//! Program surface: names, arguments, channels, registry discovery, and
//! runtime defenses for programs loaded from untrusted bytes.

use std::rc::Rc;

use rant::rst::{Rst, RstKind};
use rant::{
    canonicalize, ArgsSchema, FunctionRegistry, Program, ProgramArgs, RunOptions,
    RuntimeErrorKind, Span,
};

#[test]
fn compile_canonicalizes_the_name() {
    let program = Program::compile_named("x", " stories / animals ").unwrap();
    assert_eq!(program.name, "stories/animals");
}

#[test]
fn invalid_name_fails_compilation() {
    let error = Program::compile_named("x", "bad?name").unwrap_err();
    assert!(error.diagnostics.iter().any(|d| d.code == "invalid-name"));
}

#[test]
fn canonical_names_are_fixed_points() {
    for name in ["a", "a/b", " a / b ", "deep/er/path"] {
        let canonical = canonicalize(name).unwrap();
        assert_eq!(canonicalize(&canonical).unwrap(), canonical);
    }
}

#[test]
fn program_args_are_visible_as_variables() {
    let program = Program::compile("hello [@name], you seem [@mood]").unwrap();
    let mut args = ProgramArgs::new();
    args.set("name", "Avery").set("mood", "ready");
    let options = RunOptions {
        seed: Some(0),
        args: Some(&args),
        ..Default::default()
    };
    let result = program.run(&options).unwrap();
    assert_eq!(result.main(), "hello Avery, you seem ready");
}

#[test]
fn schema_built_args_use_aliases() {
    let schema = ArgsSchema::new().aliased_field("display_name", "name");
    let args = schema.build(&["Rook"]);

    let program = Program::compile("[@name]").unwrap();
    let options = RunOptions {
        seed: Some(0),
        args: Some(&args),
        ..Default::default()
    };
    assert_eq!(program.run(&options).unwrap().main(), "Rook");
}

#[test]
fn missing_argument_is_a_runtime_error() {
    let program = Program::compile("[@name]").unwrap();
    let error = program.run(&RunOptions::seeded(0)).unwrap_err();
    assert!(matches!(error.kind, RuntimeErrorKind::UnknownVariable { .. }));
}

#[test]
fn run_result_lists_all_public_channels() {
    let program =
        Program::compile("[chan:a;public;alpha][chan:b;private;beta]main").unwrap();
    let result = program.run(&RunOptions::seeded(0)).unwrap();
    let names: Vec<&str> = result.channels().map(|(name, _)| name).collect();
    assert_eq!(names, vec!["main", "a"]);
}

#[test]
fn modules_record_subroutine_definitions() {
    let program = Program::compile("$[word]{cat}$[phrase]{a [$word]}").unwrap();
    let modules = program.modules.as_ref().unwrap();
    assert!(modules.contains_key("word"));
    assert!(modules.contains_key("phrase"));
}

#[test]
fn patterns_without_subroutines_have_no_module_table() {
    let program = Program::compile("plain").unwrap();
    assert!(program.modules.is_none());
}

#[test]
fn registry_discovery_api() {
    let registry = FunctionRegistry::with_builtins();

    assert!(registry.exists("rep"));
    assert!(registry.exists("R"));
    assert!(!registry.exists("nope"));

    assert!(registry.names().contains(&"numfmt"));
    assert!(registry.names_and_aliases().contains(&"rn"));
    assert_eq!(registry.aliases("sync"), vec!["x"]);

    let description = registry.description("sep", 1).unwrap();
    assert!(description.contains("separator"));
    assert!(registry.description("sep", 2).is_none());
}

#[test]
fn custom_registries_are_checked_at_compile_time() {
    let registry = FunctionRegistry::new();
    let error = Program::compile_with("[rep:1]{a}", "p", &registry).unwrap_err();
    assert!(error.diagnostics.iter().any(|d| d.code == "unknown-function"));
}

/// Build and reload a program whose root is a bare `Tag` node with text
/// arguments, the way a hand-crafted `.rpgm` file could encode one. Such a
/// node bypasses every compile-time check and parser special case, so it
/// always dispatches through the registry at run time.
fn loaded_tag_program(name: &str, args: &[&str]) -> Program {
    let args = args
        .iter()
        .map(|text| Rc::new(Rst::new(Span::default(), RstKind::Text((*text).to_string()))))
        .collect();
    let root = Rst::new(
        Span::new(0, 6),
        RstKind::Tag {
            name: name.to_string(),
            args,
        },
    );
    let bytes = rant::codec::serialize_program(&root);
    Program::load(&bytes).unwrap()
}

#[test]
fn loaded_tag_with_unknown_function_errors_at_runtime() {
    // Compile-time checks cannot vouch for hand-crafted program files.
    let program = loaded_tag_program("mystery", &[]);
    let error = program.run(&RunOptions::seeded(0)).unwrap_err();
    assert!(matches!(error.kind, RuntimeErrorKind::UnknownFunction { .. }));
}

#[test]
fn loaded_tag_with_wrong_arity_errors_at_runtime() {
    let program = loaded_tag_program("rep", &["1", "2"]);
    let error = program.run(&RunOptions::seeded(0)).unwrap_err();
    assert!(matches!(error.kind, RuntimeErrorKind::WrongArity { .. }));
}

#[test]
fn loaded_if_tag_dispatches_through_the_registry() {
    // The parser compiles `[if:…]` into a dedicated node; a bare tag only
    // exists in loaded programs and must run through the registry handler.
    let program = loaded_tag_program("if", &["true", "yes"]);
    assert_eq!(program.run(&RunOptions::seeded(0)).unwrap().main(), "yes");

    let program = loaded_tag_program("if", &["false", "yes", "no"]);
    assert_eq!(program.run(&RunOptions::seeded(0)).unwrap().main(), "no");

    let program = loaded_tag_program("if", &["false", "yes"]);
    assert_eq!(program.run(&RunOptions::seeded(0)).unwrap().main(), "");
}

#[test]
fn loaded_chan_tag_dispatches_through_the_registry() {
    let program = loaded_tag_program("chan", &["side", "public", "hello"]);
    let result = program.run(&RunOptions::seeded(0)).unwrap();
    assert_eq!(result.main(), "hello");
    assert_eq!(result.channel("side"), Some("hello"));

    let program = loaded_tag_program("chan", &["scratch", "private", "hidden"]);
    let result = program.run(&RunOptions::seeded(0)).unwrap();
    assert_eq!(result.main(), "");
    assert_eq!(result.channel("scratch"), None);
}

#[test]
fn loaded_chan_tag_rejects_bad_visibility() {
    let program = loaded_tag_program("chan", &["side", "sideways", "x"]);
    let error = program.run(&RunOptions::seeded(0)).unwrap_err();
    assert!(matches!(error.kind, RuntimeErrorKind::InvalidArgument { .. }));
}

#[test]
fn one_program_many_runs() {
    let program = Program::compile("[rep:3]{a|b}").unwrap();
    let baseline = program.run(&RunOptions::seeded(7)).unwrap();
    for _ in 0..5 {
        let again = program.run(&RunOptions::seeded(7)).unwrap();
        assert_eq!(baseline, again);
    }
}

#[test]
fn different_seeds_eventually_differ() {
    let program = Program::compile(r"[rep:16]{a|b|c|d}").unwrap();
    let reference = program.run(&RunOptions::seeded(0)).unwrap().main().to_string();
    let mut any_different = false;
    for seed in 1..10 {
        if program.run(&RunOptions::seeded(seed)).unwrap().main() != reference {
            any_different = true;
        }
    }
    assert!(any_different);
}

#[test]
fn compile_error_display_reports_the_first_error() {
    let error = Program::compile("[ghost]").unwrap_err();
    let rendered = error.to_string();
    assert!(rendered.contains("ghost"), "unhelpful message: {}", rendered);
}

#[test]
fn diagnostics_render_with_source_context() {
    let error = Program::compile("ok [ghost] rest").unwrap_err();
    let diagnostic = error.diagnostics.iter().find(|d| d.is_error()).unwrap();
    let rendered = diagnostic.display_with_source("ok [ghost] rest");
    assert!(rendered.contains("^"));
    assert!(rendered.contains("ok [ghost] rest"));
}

PROBLEM REQUIREMENTS:
Count up the lines in the records where the string "false" appears. Your reply is that number alone.

TASK RESULT:
3